De son point de vue, ce n’est pas parce que les directeurs de Jumia sont français que l’entreprise n’est pas africaine ; pas plus que la nomination d’un Indien à la tête de Microsoft ne fait de la société détentrice de Windows une entreprise indienne. En outre, conclut-il, l’actionnaire principal de Jumia n’est autre que l’opérateur de télécoms sud-africain MTN.
Une controverse vaine
Pendant qu’une élite de “petits chefs dépourvus de vision” s’embourbe dans une vaine controverse sur le techno-colonialisme, fulmine Aboyeji, on en oublierait ce qui compte vraiment : l’idée que la technologie peut servir à surmonter l’héritage colonial et à répondre à certains problèmes structurels.
Fondateur de Wari, une société de paiements par téléphone portable, le Sénégalais Kabirou Mbodje partage cet avis.
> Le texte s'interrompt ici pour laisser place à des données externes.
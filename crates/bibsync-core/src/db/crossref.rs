use std::future::Future;
use std::pin::Pin;

use serde_json::Value;

use super::{AuthorQuery, CROSSREF, PublicationSource, SourceError};
use crate::authors::{PersonName, author_matches};
use crate::normalize::value_text;
use crate::rate_limit::FetchContext;
use crate::record::{PublicationRecord, derive_record_id};

const WORKS_URL: &str = "https://api.crossref.org/works";
const PAGE_SIZE: usize = 100;

pub struct Crossref {
    pub mailto: Option<String>,
    pub max_results: usize,
    /// Lower bound for `from-pub-date`, `YYYY-MM-DD`.
    pub from_date: String,
}

impl Crossref {
    fn user_agent(&self) -> String {
        match &self.mailto {
            Some(email) => format!("bibsync/{} (mailto:{})", env!("CARGO_PKG_VERSION"), email),
            None => format!("bibsync/{}", env!("CARGO_PKG_VERSION")),
        }
    }

    fn page_url(&self, query: &AuthorQuery, cursor: &str, rows: usize) -> String {
        let mut url = format!(
            "{}?query.author={}&filter=from-pub-date:{}&rows={}&cursor={}",
            WORKS_URL,
            urlencoding::encode(&query.full_name()),
            urlencoding::encode(&self.from_date),
            rows,
            urlencoding::encode(cursor),
        );
        if let Some(email) = &self.mailto {
            url.push_str(&format!("&mailto={}", urlencoding::encode(email)));
        }
        url
    }
}

impl PublicationSource for Crossref {
    fn name(&self) -> &str {
        CROSSREF
    }

    fn fetch<'a>(
        &'a self,
        query: &'a AuthorQuery,
        ctx: &'a FetchContext,
    ) -> Pin<Box<dyn Future<Output = Result<Vec<PublicationRecord>, SourceError>> + Send + 'a>>
    {
        Box::pin(async move {
            let full_name = query.full_name();
            let user_agent = self.user_agent();
            let mut cursor = "*".to_string();
            let mut seen = 0usize;
            let mut records = Vec::new();

            while seen < self.max_results {
                let rows = PAGE_SIZE.min(self.max_results - seen);
                let url = self.page_url(query, &cursor, rows);
                let data = ctx
                    .get_json(ctx.client.get(&url).header("User-Agent", &user_agent))
                    .await?;

                let message = &data["message"];
                let items = message["items"].as_array().cloned().unwrap_or_default();
                if items.is_empty() {
                    break;
                }
                seen += items.len();

                records.extend(
                    items
                        .iter()
                        .filter(|item| author_matches(&full_name, &crossref_authors(item)))
                        .map(parse_crossref_item),
                );

                match message["next-cursor"].as_str() {
                    Some(next) if next != cursor => cursor = next.to_string(),
                    _ => break,
                }
            }

            tracing::debug!(scanned = seen, kept = records.len(), "crossref pages read");
            Ok(records)
        })
    }
}

/// The structured author list of a Crossref work item.
pub fn crossref_authors(item: &Value) -> Vec<PersonName> {
    item["author"]
        .as_array()
        .map(|arr| {
            arr.iter()
                .map(|a| {
                    PersonName::new(
                        a["given"].as_str().unwrap_or(""),
                        a["family"].as_str().unwrap_or(""),
                    )
                })
                .collect()
        })
        .unwrap_or_default()
}

/// Map a Crossref work type to a BibTeX entry type.
pub fn entry_type_for(crossref_type: &str) -> &'static str {
    match crossref_type {
        "journal-article" => "article",
        "proceedings-article" => "inproceedings",
        "book-chapter" => "incollection",
        "book" => "book",
        _ => "article",
    }
}

/// "2021-3-14" from `{"date-parts": [[2021, 3, 14]]}`.
fn date_parts(item: &Value, key: &str) -> Option<Vec<String>> {
    let parts = item[key]["date-parts"].get(0)?.as_array()?;
    let parts: Vec<String> = parts
        .iter()
        .filter_map(|p| match p {
            Value::Number(n) => Some(n.to_string()),
            Value::String(s) => Some(s.clone()),
            _ => None,
        })
        .collect();
    if parts.is_empty() { None } else { Some(parts) }
}

fn first_string(v: &Value) -> String {
    match v {
        Value::Array(arr) => arr.first().and_then(Value::as_str).unwrap_or("").to_string(),
        Value::String(s) => s.clone(),
        _ => String::new(),
    }
}

fn joined(v: &Value) -> String {
    v.as_array()
        .map(|arr| {
            arr.iter()
                .filter_map(Value::as_str)
                .collect::<Vec<_>>()
                .join(", ")
        })
        .unwrap_or_default()
}

fn count(v: &Value) -> String {
    match v {
        Value::Number(n) => n.to_string(),
        other => value_text(other),
    }
}

/// Normalize one Crossref work item.
pub fn parse_crossref_item(item: &Value) -> PublicationRecord {
    let author = crossref_authors(item)
        .iter()
        .filter(|p| !p.given.is_empty() && !p.family.is_empty())
        .map(PersonName::display_name)
        .collect::<Vec<_>>()
        .join(", ");

    let print = date_parts(item, "published-print");
    let online = date_parts(item, "published-online");
    let year = print
        .as_ref()
        .or(online.as_ref())
        .and_then(|p| p.first().cloned())
        .unwrap_or_default();

    let title = first_string(&item["title"]);
    let doi = value_text(&item["DOI"]);
    let raw_type = value_text(&item["type"]);

    let mut record = PublicationRecord {
        entry_type: entry_type_for(&raw_type).to_string(),
        id: derive_record_id(&doi, &title),
        author,
        year,
        title,
        doi,
        container_title: first_string(&item["container-title"]),
        publisher: value_text(&item["publisher"]),
        ..Default::default()
    };

    let extras = [
        ("abstract", value_text(&item["abstract"])),
        ("issn", joined(&item["ISSN"])),
        ("isbn", joined(&item["ISBN"])),
        ("url", value_text(&item["URL"])),
        ("type", raw_type),
        ("language", value_text(&item["language"])),
        ("page", value_text(&item["page"])),
        ("volume", value_text(&item["volume"])),
        ("issue", value_text(&item["issue"])),
        ("published-print", print.map(|p| p.join("-")).unwrap_or_default()),
        ("published-online", online.map(|p| p.join("-")).unwrap_or_default()),
        ("reference-count", count(&item["reference-count"])),
        ("subject", joined(&item["subject"])),
    ];
    for (field, value) in extras {
        if !value.is_empty() {
            record.set(field, value);
        }
    }
    record
}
“Jumia n’a rien d’une entreprise africaine, déclare-t-il. Mais nous devons les féliciter. Cela montre qu’il existe des opportunités. Si ce sont d’autres qui les saisissent, tant mieux pour eux. Si nous dormons, tant pis pour nous.”
Pour répondre au problème, il faudrait notamment que les Africains ayant fait fortune dans les industries traditionnelles se fassent les “business angels” “investisseurs providentiels] des start-up africaines, conclut Enonchong. “Il ne faut pas attendre des représentants de la Silicon Valley qu’ils investissent dans des start-up africaines. Il en va de notre responsabilité d’être plus actifs.”